- **Try it**
From the entries below, copy exactly the lines from the one that contains "pub fn is_listing(self)" through the one that contains "fn from_str(s: &str)", both included, and only those.

- **Records for this exercise**
//! 操作类型与参数校验。
//!
//! 操作名在边界处被解析为封闭的 `Operation` 枚举，参数随之反序列化为
//! 各自的参数结构体，缺失或类型错误的参数在分发前即被拒绝。

use std::fmt;
use std::str::FromStr;

use disk_inventory_api_types::Arguments;
use serde::Deserialize;
use serde::de::DeserializeOwned;
use serde_json::Value;

use crate::error::{InventoryError, Result};

/// 全部受支持的操作。
#[derive(Debug, Clone, Copy, PartialEq, Eq, Hash)]
pub enum OperationKind {
    GetPlatformVersion,
    ListVolumes,
    ListDirectory,
    ListFilesOnly,
    CreateDirectory,
    DeleteDirectory,
    CreateFile,
    DeleteFile,
    ReadFile,
    WriteFile,
    GetFileMetadata,
    GetFolderMetadata,
}

impl OperationKind {
    pub const ALL: [OperationKind; 12] = [
        Self::GetPlatformVersion,
        Self::ListVolumes,
        Self::ListDirectory,
        Self::ListFilesOnly,
        Self::CreateDirectory,
        Self::DeleteDirectory,
        Self::CreateFile,
        Self::DeleteFile,
        Self::ReadFile,
        Self::WriteFile,
        Self::GetFileMetadata,
        Self::GetFolderMetadata,
    ];

    /// 规范的方法名。
    pub fn method_name(self) -> &'static str {
        match self {
            Self::GetPlatformVersion => "getPlatformVersion",
            Self::ListVolumes => "listVolumes",
            Self::ListDirectory => "listDirectory",
            Self::ListFilesOnly => "listFilesOnly",
            Self::CreateDirectory => "createDirectory",
            Self::DeleteDirectory => "deleteDirectory",
            Self::CreateFile => "createFile",
            Self::DeleteFile => "deleteFile",
            Self::ReadFile => "readFile",
            Self::WriteFile => "writeFile",
            Self::GetFileMetadata => "getFileMetadata",
            Self::GetFolderMetadata => "getFolderMetadata",
        }
    }

    /// 解析方法名，兼容旧版插件通道使用的名称。
    pub fn from_method_name(name: &str) -> Option<Self> {
        let legacy = match name {
            "getDisks" => Some(Self::ListVolumes),
            "listFolder" => Some(Self::ListDirectory),
            "listFiles" => Some(Self::ListFilesOnly),
            "createFolder" => Some(Self::CreateDirectory),
            "deleteFolder" => Some(Self::DeleteDirectory),
            _ => None,
        };

        legacy.or_else(|| {
            Self::ALL
                .into_iter()
                .find(|kind| kind.method_name() == name)
        })
    }

    /// 是否为目录列举操作；这类操作的失败总是上报给调用方。
    pub fn is_listing(self) -> bool {
        matches!(self, Self::ListDirectory | Self::ListFilesOnly)
    }
}

impl fmt::Display for OperationKind {
    fn fmt(&self, f: &mut fmt::Formatter<'_>) -> fmt::Result {
        f.write_str(self.method_name())
    }
}

impl FromStr for OperationKind {
    type Err = InventoryError;

    fn from_str(s: &str) -> Result<Self> {
        Self::from_method_name(s).ok_or_else(|| InventoryError::UnsupportedOperation(s.to_string()))
    }
}

/// 只需要路径的操作参数。
#[derive(Debug, Clone, PartialEq, Eq, Deserialize)]
pub struct PathParams {
    pub path: String,
}

/// `createFile` 参数，内容缺省或为 null 时创建空文件。
#[derive(Debug, Clone, PartialEq, Eq, Deserialize)]
pub struct CreateFileParams {
    pub path: String,
    #[serde(default)]
    pub content: Option<String>,
}

/// `writeFile` 参数，内容必填。
#[derive(Debug, Clone, PartialEq, Eq, Deserialize)]
pub struct WriteFileParams {
    pub path: String,
    pub content: String,
}

/// 已校验的操作请求。
#[derive(Debug, Clone, PartialEq, Eq)]
pub enum Operation {
    GetPlatformVersion,
    ListVolumes,
    ListDirectory(PathParams),
    ListFilesOnly(PathParams),
    CreateDirectory(PathParams),
    DeleteDirectory(PathParams),
    CreateFile(CreateFileParams),
    DeleteFile(PathParams),
    ReadFile(PathParams),
    WriteFile(WriteFileParams),
    GetFileMetadata(PathParams),
    GetFolderMetadata(PathParams),
}

impl Operation {
    /// 由方法名与参数映射构造操作。
    pub fn parse(method: &str, arguments: Option<&Arguments>) -> Result<Self> {
        let kind: OperationKind = method.parse()?;

        Ok(match kind {
            OperationKind::GetPlatformVersion => Self::GetPlatformVersion,
            OperationKind::ListVolumes => Self::ListVolumes,
            OperationKind::ListDirectory => Self::ListDirectory(params(kind, arguments)?),
            OperationKind::ListFilesOnly => Self::ListFilesOnly(params(kind, arguments)?),
            OperationKind::CreateDirectory => Self::CreateDirectory(params(kind, arguments)?),
            OperationKind::DeleteDirectory => Self::DeleteDirectory(params(kind, arguments)?),
            OperationKind::CreateFile => Self::CreateFile(params(kind, arguments)?),
            OperationKind::DeleteFile => Self::DeleteFile(params(kind, arguments)?),
            OperationKind::ReadFile => Self::ReadFile(params(kind, arguments)?),
            OperationKind::WriteFile => Self::WriteFile(params(kind, arguments)?),
            OperationKind::GetFileMetadata => Self::GetFileMetadata(params(kind, arguments)?),
            OperationKind::GetFolderMetadata => Self::GetFolderMetadata(params(kind, arguments)?),
        })
    }

    pub fn kind(&self) -> OperationKind {
        match self {
            Self::GetPlatformVersion => OperationKind::GetPlatformVersion,
            Self::ListVolumes => OperationKind::ListVolumes,
            Self::ListDirectory(_) => OperationKind::ListDirectory,
            Self::ListFilesOnly(_) => OperationKind::ListFilesOnly,
            Self::CreateDirectory(_) => OperationKind::CreateDirectory,
            Self::DeleteDirectory(_) => OperationKind::DeleteDirectory,
            Self::CreateFile(_) => OperationKind::CreateFile,
            Self::DeleteFile(_) => OperationKind::DeleteFile,
            Self::ReadFile(_) => OperationKind::ReadFile,
            Self::WriteFile(_) => OperationKind::WriteFile,
            Self::GetFileMetadata(_) => OperationKind::GetFileMetadata,
            Self::GetFolderMetadata(_) => OperationKind::GetFolderMetadata,
        }
    }
}

fn params<T: DeserializeOwned>(kind: OperationKind, arguments: Option<&Arguments>) -> Result<T> {
    let value = Value::Object(arguments.cloned().unwrap_or_default());

    serde_json::from_value(value).map_err(|err| InventoryError::InvalidArguments {
        operation: kind.method_name(),
        reason: err.to_string(),
    })
}

#[cfg(test)]
mod tests {
    use super::*;
    use serde_json::json;

    fn arguments(value: Value) -> Arguments {
        match value {
            Value::Object(map) => map,
            other => panic!("expected object, got {other}"),
        }
    }

    #[test]
    fn every_method_name_round_trips() {
        for kind in OperationKind::ALL {
            assert_eq!(OperationKind::from_method_name(kind.method_name()), Some(kind));
        }
    }

    #[test]
    fn legacy_names_are_accepted() {
        assert_eq!(
            "getDisks".parse::<OperationKind>().expect("legacy name"),
            OperationKind::ListVolumes
        );
        assert_eq!(
            "listFolder".parse::<OperationKind>().expect("legacy name"),
            OperationKind::ListDirectory
        );
        assert_eq!(
            "deleteFolder".parse::<OperationKind>().expect("legacy name"),
            OperationKind::DeleteDirectory
        );
    }

    #[test]
    fn unknown_method_is_unsupported() {
        let err = Operation::parse("formatDrive", None).expect_err("unknown method");

        assert!(matches!(err, InventoryError::UnsupportedOperation(name) if name == "formatDrive"));
    }

    #[test]
    fn operations_without_parameters_ignore_arguments() {
        let args = arguments(json!({ "path": "C:\\" }));

        assert_eq!(
            Operation::parse("listVolumes", Some(&args)).expect("parse"),
            Operation::ListVolumes
        );
        assert_eq!(
            Operation::parse("getPlatformVersion", None).expect("parse"),
            Operation::GetPlatformVersion
        );
    }

    #[test]
    fn missing_path_is_rejected() {
        let err = Operation::parse("readFile", None).expect_err("path is required");

        assert_eq!(err.code(), "INVALID_ARGUMENTS");
    }

    #[test]
    fn non_string_path_is_rejected() {
        let args = arguments(json!({ "path": true }));

        let err = Operation::parse("deleteFile", Some(&args)).expect_err("path must be a string");

        assert_eq!(err.code(), "INVALID_ARGUMENTS");
    }

    #[test]
    fn create_file_content_is_optional() {
        let args = arguments(json!({ "path": "a.txt", "content": null }));

        let op = Operation::parse("createFile", Some(&args)).expect("parse");

        assert_eq!(
            op,
            Operation::CreateFile(CreateFileParams {
                path: "a.txt".to_string(),
                content: None,
            })
        );
    }

    #[test]
    fn write_file_requires_content() {
        let args = arguments(json!({ "path": "a.txt" }));

        let err = Operation::parse("writeFile", Some(&args)).expect_err("content is required");

        assert_eq!(err.code(), "INVALID_ARGUMENTS");
    }

    #[test]
    fn kind_matches_parsed_operation() {
        let args = arguments(json!({ "path": "/tmp" }));

        let op = Operation::parse("listFiles", Some(&args)).expect("parse");

        assert_eq!(op.kind(), OperationKind::ListFilesOnly);
        assert!(op.kind().is_listing());
    }
}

- **Exercise result**
    pub fn is_listing(self) -> bool {
        matches!(self, Self::ListDirectory | Self::ListFilesOnly)
    }
}

impl fmt::Display for OperationKind {
    fn fmt(&self, f: &mut fmt::Formatter<'_>) -> fmt::Result {
        f.write_str(self.method_name())
    }
}

impl FromStr for OperationKind {
    type Err = InventoryError;

    fn from_str(s: &str) -> Result<Self> {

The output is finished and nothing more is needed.